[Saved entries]

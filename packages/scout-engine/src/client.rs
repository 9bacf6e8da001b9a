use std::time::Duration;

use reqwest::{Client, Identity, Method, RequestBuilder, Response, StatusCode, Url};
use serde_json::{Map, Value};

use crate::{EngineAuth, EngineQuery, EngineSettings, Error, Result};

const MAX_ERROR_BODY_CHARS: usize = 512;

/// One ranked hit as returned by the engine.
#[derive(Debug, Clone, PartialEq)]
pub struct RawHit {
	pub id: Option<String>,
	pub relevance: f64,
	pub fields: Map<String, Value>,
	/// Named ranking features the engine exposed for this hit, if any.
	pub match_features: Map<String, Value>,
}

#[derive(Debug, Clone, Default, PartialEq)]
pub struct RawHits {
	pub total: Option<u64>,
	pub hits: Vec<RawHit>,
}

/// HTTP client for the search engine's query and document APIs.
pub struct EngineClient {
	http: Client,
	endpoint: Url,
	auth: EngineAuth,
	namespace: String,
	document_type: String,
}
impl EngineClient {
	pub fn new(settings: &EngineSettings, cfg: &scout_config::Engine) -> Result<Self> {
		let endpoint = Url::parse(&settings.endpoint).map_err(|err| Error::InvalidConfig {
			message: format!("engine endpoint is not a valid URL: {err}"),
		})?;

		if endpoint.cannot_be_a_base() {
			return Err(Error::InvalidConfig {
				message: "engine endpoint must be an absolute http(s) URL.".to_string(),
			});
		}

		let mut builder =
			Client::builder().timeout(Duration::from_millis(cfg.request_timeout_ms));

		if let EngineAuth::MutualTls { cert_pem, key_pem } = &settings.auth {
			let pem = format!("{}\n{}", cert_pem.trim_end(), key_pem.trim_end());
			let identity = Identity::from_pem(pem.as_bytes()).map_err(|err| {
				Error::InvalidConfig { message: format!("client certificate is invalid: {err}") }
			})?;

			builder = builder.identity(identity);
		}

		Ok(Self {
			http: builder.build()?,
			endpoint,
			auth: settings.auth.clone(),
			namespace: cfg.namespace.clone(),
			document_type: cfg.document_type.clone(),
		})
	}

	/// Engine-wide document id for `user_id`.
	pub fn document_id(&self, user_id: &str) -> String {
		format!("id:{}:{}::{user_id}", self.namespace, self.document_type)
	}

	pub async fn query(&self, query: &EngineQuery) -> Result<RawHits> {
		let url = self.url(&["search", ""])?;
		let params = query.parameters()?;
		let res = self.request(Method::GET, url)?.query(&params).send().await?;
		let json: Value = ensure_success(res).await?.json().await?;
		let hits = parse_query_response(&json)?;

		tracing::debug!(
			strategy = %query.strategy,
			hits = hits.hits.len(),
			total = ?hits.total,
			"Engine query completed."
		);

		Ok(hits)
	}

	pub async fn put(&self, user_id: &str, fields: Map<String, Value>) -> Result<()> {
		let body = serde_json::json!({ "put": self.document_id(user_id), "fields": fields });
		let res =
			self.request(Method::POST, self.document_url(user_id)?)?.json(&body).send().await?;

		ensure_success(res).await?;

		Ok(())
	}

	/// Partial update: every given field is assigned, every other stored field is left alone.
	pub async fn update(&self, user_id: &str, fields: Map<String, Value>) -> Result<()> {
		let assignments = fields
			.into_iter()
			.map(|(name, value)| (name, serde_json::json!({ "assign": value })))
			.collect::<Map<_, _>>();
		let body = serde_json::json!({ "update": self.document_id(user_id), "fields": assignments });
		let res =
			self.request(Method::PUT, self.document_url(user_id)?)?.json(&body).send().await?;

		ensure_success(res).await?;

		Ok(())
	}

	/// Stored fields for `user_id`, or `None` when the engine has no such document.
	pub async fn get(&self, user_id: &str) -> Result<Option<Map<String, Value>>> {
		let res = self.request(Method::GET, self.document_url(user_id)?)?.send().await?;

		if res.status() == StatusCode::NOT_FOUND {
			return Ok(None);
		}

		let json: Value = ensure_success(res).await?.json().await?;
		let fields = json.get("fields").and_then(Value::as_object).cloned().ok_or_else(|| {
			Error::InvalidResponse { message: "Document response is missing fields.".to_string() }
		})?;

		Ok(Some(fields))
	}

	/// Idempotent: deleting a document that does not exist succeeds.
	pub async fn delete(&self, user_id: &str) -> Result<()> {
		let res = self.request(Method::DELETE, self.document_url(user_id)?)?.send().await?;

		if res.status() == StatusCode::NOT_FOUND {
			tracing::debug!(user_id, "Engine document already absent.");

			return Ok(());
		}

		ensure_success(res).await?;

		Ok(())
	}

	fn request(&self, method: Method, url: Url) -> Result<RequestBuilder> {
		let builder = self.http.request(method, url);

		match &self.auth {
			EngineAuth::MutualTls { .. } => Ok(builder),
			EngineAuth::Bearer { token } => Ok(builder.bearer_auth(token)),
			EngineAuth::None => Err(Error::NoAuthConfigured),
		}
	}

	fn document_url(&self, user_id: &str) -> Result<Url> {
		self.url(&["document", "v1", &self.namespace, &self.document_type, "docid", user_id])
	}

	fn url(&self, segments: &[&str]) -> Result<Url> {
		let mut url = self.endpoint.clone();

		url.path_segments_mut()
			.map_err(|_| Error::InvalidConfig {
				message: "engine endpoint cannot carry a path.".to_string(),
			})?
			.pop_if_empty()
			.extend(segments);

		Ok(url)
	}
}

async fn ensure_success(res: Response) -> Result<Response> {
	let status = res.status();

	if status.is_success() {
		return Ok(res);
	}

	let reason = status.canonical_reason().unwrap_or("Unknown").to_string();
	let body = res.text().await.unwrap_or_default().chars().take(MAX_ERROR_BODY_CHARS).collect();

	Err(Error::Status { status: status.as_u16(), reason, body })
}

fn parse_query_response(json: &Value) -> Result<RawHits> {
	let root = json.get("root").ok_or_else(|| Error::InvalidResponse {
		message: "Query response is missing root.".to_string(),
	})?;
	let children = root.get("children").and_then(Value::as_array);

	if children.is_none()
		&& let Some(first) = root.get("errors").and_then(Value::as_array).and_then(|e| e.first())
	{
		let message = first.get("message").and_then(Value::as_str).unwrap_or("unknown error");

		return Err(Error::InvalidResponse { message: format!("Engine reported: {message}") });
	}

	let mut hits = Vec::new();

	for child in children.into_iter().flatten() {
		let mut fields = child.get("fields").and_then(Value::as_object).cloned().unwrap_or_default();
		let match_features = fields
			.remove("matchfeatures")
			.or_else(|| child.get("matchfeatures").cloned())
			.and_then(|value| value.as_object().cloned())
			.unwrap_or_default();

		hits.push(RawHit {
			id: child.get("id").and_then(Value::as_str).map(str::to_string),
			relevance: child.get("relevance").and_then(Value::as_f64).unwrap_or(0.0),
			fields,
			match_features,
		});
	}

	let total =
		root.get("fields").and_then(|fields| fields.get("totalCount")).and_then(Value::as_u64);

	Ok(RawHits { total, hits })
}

What you are asked to do:
The answer must consist of each line from the entries that contains the string "RawHits".

The answer:
pub struct RawHits {
	pub async fn query(&self, query: &EngineQuery) -> Result<RawHits> {
fn parse_query_response(json: &Value) -> Result<RawHits> {
	Ok(RawHits { total, hits })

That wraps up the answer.